__WHAT YOU WILL DO__. Examine the records below and count how many lines contain the string "partitioned". Give only the number.

Saved data entries
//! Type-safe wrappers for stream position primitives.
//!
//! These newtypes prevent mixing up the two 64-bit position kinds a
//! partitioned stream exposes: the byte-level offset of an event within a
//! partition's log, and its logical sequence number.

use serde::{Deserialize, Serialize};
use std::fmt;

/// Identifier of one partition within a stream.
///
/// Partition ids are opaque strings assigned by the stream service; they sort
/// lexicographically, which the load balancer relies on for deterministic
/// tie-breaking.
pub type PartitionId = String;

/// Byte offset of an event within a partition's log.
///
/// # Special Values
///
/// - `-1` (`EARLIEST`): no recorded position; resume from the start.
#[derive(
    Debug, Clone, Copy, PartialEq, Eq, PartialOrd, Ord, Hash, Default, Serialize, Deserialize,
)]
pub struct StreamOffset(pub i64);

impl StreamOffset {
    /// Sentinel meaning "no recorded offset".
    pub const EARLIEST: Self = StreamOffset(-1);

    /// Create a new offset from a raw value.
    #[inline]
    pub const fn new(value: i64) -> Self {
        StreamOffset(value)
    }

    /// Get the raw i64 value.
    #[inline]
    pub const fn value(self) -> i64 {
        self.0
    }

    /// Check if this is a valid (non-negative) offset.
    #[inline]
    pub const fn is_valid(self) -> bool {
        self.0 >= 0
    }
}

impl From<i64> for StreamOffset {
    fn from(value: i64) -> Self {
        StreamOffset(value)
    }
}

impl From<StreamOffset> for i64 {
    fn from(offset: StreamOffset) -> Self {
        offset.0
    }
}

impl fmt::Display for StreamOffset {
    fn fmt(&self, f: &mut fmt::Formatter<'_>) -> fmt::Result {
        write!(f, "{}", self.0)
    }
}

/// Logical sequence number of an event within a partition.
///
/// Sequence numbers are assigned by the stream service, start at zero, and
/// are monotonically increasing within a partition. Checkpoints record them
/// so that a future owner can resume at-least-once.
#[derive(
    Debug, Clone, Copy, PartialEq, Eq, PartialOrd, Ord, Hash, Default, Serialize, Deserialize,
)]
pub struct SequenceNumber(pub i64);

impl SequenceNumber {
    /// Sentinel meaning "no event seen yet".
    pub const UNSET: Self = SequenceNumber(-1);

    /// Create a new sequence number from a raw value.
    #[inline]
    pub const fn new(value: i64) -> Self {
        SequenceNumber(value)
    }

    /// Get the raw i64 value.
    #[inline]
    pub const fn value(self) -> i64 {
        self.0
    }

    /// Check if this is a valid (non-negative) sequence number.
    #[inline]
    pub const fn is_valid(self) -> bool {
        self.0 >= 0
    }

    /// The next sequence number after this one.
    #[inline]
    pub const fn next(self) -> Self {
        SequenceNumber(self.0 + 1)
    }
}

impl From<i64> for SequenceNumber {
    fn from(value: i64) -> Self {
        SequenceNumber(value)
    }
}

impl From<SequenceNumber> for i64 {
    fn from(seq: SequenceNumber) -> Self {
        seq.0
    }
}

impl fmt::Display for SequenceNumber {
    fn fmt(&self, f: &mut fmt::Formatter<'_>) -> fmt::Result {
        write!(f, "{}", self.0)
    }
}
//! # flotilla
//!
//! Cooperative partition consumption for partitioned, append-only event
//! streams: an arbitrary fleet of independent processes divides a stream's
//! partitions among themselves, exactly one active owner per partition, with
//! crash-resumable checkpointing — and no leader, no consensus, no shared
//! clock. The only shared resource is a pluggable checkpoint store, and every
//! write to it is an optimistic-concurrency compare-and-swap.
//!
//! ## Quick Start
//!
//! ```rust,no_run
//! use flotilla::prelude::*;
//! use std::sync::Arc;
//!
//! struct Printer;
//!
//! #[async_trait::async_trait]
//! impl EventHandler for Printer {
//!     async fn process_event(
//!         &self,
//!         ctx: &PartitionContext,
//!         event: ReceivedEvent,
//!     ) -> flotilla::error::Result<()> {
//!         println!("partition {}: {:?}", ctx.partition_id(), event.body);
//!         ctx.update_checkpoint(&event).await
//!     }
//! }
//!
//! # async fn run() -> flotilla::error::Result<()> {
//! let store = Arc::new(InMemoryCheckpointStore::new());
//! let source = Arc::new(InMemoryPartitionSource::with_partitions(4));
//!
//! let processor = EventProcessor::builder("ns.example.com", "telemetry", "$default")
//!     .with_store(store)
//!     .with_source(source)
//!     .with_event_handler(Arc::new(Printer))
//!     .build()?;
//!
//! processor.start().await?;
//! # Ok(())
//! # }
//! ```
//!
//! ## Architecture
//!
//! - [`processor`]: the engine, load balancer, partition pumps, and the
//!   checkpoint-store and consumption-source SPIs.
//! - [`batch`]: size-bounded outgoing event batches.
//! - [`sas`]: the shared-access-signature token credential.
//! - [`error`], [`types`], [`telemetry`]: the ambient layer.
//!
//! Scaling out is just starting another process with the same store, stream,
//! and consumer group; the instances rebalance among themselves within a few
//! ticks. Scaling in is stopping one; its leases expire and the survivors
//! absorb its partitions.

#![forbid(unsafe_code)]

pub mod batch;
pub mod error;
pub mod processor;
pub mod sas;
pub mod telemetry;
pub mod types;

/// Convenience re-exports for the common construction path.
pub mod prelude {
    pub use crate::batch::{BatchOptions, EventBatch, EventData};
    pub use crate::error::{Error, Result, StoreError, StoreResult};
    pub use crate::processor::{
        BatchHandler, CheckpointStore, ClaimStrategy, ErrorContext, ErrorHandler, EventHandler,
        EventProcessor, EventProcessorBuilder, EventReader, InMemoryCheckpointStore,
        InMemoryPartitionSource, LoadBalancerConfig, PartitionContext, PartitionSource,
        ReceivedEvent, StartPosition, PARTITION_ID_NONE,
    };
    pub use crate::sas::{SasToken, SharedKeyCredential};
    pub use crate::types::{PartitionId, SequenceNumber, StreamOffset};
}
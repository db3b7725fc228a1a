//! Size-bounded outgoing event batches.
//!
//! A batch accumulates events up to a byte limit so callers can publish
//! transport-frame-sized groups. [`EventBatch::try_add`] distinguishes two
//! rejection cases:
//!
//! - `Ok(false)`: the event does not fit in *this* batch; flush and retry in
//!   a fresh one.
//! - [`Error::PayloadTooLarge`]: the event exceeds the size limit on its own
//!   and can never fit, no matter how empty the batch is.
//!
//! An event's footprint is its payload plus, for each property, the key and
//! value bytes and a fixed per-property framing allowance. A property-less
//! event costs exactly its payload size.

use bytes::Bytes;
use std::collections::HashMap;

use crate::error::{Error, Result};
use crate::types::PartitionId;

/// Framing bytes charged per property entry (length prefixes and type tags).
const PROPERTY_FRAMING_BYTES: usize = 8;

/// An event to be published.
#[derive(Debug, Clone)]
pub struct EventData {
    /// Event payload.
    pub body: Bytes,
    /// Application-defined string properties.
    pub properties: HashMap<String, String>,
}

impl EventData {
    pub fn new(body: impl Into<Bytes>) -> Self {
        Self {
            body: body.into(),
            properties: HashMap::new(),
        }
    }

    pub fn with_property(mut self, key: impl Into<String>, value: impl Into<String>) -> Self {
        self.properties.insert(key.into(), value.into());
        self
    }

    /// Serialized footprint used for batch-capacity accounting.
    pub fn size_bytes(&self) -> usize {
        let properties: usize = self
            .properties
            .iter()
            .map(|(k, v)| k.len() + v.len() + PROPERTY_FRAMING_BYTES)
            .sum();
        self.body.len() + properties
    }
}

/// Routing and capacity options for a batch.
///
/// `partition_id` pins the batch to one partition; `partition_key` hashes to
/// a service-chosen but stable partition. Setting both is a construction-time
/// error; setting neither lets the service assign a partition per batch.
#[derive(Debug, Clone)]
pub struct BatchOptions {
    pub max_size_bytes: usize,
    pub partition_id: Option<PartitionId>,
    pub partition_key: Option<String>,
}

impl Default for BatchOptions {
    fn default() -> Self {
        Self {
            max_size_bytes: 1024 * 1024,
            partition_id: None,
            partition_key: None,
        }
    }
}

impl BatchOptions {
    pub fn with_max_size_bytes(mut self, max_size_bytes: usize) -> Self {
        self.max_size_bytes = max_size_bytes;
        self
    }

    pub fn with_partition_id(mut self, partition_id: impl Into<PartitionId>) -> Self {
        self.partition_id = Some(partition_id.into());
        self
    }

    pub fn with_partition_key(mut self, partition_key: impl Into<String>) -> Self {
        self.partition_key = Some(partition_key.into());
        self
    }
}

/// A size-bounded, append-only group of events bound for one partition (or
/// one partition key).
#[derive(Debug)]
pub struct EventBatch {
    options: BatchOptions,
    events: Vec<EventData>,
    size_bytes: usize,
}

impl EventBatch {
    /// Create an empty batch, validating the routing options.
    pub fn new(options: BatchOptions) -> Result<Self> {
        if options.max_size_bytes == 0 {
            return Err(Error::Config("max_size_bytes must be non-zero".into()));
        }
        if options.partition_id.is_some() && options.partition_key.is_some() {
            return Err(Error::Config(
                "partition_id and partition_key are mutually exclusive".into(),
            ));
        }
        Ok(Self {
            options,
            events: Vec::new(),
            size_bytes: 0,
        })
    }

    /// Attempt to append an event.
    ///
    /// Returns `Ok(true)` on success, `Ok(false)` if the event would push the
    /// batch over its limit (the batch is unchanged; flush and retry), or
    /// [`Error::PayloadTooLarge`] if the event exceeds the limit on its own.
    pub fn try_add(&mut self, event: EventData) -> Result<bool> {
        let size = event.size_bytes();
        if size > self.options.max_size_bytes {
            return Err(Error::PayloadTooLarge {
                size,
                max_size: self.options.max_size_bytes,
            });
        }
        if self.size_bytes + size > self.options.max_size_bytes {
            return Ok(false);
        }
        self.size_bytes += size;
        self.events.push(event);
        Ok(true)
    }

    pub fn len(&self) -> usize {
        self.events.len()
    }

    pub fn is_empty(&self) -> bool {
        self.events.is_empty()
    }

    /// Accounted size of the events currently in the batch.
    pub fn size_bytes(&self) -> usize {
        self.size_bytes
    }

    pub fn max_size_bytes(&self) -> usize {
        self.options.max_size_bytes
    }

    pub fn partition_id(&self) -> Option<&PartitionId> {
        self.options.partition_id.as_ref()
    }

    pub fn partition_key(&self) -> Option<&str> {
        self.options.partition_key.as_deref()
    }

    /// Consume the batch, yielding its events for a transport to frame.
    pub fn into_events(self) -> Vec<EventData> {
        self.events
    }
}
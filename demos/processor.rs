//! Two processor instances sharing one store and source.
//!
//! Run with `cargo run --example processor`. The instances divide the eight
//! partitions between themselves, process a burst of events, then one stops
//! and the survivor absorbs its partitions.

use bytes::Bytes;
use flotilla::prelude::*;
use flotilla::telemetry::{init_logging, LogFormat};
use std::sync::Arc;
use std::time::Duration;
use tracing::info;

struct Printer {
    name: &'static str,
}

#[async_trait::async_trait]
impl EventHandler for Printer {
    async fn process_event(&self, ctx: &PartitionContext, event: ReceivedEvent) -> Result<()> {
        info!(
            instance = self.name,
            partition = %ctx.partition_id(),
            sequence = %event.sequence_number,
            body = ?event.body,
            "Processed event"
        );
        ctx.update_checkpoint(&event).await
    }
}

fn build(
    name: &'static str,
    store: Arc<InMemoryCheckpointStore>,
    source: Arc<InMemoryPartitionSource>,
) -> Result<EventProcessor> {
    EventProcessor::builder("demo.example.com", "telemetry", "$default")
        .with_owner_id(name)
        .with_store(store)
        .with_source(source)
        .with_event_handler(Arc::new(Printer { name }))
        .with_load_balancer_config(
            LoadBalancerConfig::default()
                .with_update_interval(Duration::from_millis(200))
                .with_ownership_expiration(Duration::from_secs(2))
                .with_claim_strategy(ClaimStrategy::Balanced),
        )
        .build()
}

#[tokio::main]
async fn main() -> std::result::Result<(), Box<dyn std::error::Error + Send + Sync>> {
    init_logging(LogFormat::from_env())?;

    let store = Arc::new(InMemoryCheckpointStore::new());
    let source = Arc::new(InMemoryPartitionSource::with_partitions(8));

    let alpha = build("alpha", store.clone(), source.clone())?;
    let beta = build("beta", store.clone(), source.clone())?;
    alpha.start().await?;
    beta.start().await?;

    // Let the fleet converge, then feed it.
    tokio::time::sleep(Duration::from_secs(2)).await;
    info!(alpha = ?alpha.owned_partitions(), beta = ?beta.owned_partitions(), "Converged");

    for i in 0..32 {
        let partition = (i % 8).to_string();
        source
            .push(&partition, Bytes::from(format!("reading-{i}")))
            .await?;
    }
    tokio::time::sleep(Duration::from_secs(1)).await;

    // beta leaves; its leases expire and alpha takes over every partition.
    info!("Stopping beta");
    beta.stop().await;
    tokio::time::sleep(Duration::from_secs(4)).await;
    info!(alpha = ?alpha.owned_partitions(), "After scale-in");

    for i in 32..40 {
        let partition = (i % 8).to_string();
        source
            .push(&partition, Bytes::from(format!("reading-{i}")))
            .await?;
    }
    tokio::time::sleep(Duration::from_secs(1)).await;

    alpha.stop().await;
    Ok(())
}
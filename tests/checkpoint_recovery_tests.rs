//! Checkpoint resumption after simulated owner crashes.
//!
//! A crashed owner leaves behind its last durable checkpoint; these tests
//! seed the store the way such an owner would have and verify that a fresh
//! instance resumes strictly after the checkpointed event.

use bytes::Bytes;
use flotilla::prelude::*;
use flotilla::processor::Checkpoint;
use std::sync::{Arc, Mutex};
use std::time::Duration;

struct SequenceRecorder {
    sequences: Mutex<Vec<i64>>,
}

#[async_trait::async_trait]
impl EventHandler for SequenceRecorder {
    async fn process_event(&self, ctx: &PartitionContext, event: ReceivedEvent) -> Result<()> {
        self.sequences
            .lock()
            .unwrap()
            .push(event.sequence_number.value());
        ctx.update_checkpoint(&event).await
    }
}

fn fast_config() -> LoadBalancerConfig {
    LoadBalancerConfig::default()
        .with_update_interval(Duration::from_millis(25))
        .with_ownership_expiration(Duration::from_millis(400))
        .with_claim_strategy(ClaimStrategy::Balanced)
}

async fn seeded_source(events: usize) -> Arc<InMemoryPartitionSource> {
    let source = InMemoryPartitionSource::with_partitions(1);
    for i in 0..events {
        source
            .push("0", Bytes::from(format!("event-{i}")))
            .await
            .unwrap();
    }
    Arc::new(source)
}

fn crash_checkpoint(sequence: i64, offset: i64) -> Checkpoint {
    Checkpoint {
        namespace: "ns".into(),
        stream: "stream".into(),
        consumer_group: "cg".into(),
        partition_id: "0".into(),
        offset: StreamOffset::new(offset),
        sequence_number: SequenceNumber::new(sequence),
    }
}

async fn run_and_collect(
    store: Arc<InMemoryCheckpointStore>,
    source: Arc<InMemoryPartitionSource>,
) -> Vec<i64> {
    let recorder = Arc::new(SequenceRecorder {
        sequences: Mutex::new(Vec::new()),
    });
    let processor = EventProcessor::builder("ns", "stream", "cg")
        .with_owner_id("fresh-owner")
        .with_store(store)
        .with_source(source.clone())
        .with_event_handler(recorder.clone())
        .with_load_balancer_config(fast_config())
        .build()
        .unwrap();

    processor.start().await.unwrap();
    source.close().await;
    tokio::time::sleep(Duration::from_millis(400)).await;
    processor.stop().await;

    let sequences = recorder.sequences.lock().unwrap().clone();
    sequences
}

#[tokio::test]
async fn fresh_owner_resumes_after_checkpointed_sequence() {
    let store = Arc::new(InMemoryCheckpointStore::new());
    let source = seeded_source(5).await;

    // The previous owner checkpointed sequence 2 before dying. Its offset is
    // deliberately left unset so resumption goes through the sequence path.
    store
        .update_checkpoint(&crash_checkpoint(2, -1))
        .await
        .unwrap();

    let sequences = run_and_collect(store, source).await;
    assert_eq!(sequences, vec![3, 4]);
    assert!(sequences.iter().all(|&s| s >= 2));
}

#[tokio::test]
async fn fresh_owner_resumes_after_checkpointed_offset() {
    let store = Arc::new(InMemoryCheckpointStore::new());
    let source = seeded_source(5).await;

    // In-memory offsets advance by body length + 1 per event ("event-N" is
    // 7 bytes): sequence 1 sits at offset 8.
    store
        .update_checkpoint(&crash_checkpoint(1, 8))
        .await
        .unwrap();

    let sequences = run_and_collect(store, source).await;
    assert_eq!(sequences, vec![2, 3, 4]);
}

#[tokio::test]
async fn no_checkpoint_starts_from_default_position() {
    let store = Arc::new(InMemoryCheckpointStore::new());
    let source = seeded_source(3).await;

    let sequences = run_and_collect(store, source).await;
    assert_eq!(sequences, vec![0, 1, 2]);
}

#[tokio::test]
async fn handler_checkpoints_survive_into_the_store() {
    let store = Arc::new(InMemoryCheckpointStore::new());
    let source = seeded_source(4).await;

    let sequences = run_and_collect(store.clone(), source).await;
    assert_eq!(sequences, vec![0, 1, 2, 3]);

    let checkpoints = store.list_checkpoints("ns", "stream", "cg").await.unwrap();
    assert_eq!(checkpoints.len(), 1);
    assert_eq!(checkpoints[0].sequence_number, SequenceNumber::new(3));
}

__ANSWER AREA__. 2